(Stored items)
****

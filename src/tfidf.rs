//! TF-IDF vectorizer over word n-grams.
//!
//! Tokens are maximal runs of alphanumeric (or `_`) characters with at least
//! two characters, lowercased. The vocabulary keeps the `max_features` most
//! frequent n-grams of the training corpus and assigns feature indices in
//! lexicographic term order. Rows are raw counts times smoothed IDF,
//! L2-normalized.

use crate::error::{Result, TriageError};
use std::collections::{BTreeMap, HashMap, HashSet};

/// Sparse feature row: `(feature index, value)` pairs sorted by index.
pub type SparseVec = Vec<(usize, f64)>;

#[derive(Debug, Clone, Copy, PartialEq)]
pub struct TfidfConfig {
    pub max_features: usize,
    /// Inclusive `(min_n, max_n)` n-gram range.
    pub ngram_range: (usize, usize),
}

impl Default for TfidfConfig {
    fn default() -> Self {
        Self {
            max_features: 1000,
            ngram_range: (1, 2),
        }
    }
}

#[derive(Debug, Clone)]
pub struct TfidfVectorizer {
    config: TfidfConfig,
    vocabulary: HashMap<String, usize>,
    idf: Vec<f64>,
}

pub fn tokenize(text: &str) -> Vec<String> {
    text.to_lowercase()
        .split(|c: char| !(c.is_alphanumeric() || c == '_'))
        .filter(|t| t.chars().count() >= 2)
        .map(str::to_string)
        .collect()
}

fn ngrams(tokens: &[String], (min_n, max_n): (usize, usize)) -> Vec<String> {
    let mut out = Vec::new();
    for n in min_n.max(1)..=max_n {
        if n > tokens.len() {
            break;
        }
        for window in tokens.windows(n) {
            out.push(window.join(" "));
        }
    }
    out
}

impl TfidfVectorizer {
    /// Learn the vocabulary and IDF weights from `documents`.
    pub fn fit(documents: &[String], config: TfidfConfig) -> Result<Self> {
        let mut term_freq: HashMap<String, usize> = HashMap::new();
        let mut doc_freq: HashMap<String, usize> = HashMap::new();

        for doc in documents {
            let grams = ngrams(&tokenize(doc), config.ngram_range);
            let mut seen: HashSet<&str> = HashSet::new();
            for g in &grams {
                *term_freq.entry(g.clone()).or_insert(0) += 1;
                if seen.insert(g.as_str()) {
                    *doc_freq.entry(g.clone()).or_insert(0) += 1;
                }
            }
        }
        if term_freq.is_empty() {
            return Err(TriageError::DataInsufficient(
                "empty vocabulary; training texts contain no tokens".to_string(),
            ));
        }

        let mut ranked: Vec<(String, usize)> = term_freq.into_iter().collect();
        ranked.sort_by(|a, b| b.1.cmp(&a.1).then_with(|| a.0.cmp(&b.0)));
        ranked.truncate(config.max_features);

        let mut kept: Vec<String> = ranked.into_iter().map(|(t, _)| t).collect();
        kept.sort();

        let n_docs = documents.len() as f64;
        let idf = kept
            .iter()
            .map(|t| {
                let df = *doc_freq.get(t).unwrap_or(&0) as f64;
                ((1.0 + n_docs) / (1.0 + df)).ln() + 1.0
            })
            .collect();
        let vocabulary = kept.into_iter().enumerate().map(|(i, t)| (t, i)).collect();

        Ok(Self {
            config,
            vocabulary,
            idf,
        })
    }

    pub fn n_features(&self) -> usize {
        self.idf.len()
    }

    #[cfg(test)]
    pub fn feature_index(&self, term: &str) -> Option<usize> {
        self.vocabulary.get(term).copied()
    }

    pub fn transform(&self, document: &str) -> SparseVec {
        let mut counts: BTreeMap<usize, f64> = BTreeMap::new();
        for g in ngrams(&tokenize(document), self.config.ngram_range) {
            if let Some(&idx) = self.vocabulary.get(&g) {
                *counts.entry(idx).or_insert(0.0) += 1.0;
            }
        }
        let mut row: SparseVec = counts
            .into_iter()
            .map(|(i, tf)| (i, tf * self.idf[i]))
            .collect();
        let norm = row.iter().map(|(_, v)| v * v).sum::<f64>().sqrt();
        if norm > 0.0 {
            for (_, v) in &mut row {
                *v /= norm;
            }
        }
        row
    }

    pub fn transform_all(&self, documents: &[String]) -> Vec<SparseVec> {
        documents.iter().map(|d| self.transform(d)).collect()
    }
}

****

- What needs to be done
Each line above is to be restated exactly as it stands.

- Response to the exercise
filename src/tfidf.rs
//! TF-IDF vectorizer over word n-grams.
//!
//! Tokens are maximal runs of alphanumeric (or `_`) characters with at least
//! two characters, lowercased. The vocabulary keeps the `max_features` most
//! frequent n-grams of the training corpus and assigns feature indices in
//! lexicographic term order. Rows are raw counts times smoothed IDF,
//! L2-normalized.

use crate::error::{Result, TriageError};
use std::collections::{BTreeMap, HashMap, HashSet};

/// Sparse feature row: `(feature index, value)` pairs sorted by index.
pub type SparseVec = Vec<(usize, f64)>;

#[derive(Debug, Clone, Copy, PartialEq)]
pub struct TfidfConfig {
    pub max_features: usize,
    /// Inclusive `(min_n, max_n)` n-gram range.
    pub ngram_range: (usize, usize),
}

impl Default for TfidfConfig {
    fn default() -> Self {
        Self {
            max_features: 1000,
            ngram_range: (1, 2),
        }
    }
}

#[derive(Debug, Clone)]
pub struct TfidfVectorizer {
    config: TfidfConfig,
    vocabulary: HashMap<String, usize>,
    idf: Vec<f64>,
}

pub fn tokenize(text: &str) -> Vec<String> {
    text.to_lowercase()
        .split(|c: char| !(c.is_alphanumeric() || c == '_'))
        .filter(|t| t.chars().count() >= 2)
        .map(str::to_string)
        .collect()
}

fn ngrams(tokens: &[String], (min_n, max_n): (usize, usize)) -> Vec<String> {
    let mut out = Vec::new();
    for n in min_n.max(1)..=max_n {
        if n > tokens.len() {
            break;
        }
        for window in tokens.windows(n) {
            out.push(window.join(" "));
        }
    }
    out
}

impl TfidfVectorizer {
    /// Learn the vocabulary and IDF weights from `documents`.
    pub fn fit(documents: &[String], config: TfidfConfig) -> Result<Self> {
        let mut term_freq: HashMap<String, usize> = HashMap::new();
        let mut doc_freq: HashMap<String, usize> = HashMap::new();

        for doc in documents {
            let grams = ngrams(&tokenize(doc), config.ngram_range);
            let mut seen: HashSet<&str> = HashSet::new();
            for g in &grams {
                *term_freq.entry(g.clone()).or_insert(0) += 1;
                if seen.insert(g.as_str()) {
                    *doc_freq.entry(g.clone()).or_insert(0) += 1;
                }
            }
        }
        if term_freq.is_empty() {
            return Err(TriageError::DataInsufficient(
                "empty vocabulary; training texts contain no tokens".to_string(),
            ));
        }

        let mut ranked: Vec<(String, usize)> = term_freq.into_iter().collect();
        ranked.sort_by(|a, b| b.1.cmp(&a.1).then_with(|| a.0.cmp(&b.0)));
        ranked.truncate(config.max_features);

        let mut kept: Vec<String> = ranked.into_iter().map(|(t, _)| t).collect();
        kept.sort();

        let n_docs = documents.len() as f64;
        let idf = kept
            .iter()
            .map(|t| {
                let df = *doc_freq.get(t).unwrap_or(&0) as f64;
                ((1.0 + n_docs) / (1.0 + df)).ln() + 1.0
            })
            .collect();
        let vocabulary = kept.into_iter().enumerate().map(|(i, t)| (t, i)).collect();

        Ok(Self {
            config,
            vocabulary,
            idf,
        })
    }

    pub fn n_features(&self) -> usize {
        self.idf.len()
    }

    #[cfg(test)]
    pub fn feature_index(&self, term: &str) -> Option<usize> {
        self.vocabulary.get(term).copied()
    }

    pub fn transform(&self, document: &str) -> SparseVec {
        let mut counts: BTreeMap<usize, f64> = BTreeMap::new();
        for g in ngrams(&tokenize(document), self.config.ngram_range) {
            if let Some(&idx) = self.vocabulary.get(&g) {
                *counts.entry(idx).or_insert(0.0) += 1.0;
            }
        }
        let mut row: SparseVec = counts
            .into_iter()
            .map(|(i, tf)| (i, tf * self.idf[i]))
            .collect();
        let norm = row.iter().map(|(_, v)| v * v).sum::<f64>().sqrt();
        if norm > 0.0 {
            for (_, v) in &mut row {
                *v /= norm;
            }
        }
        row
    }

    pub fn transform_all(&self, documents: &[String]) -> Vec<SparseVec> {
        documents.iter().map(|d| self.transform(d)).collect()
    }
}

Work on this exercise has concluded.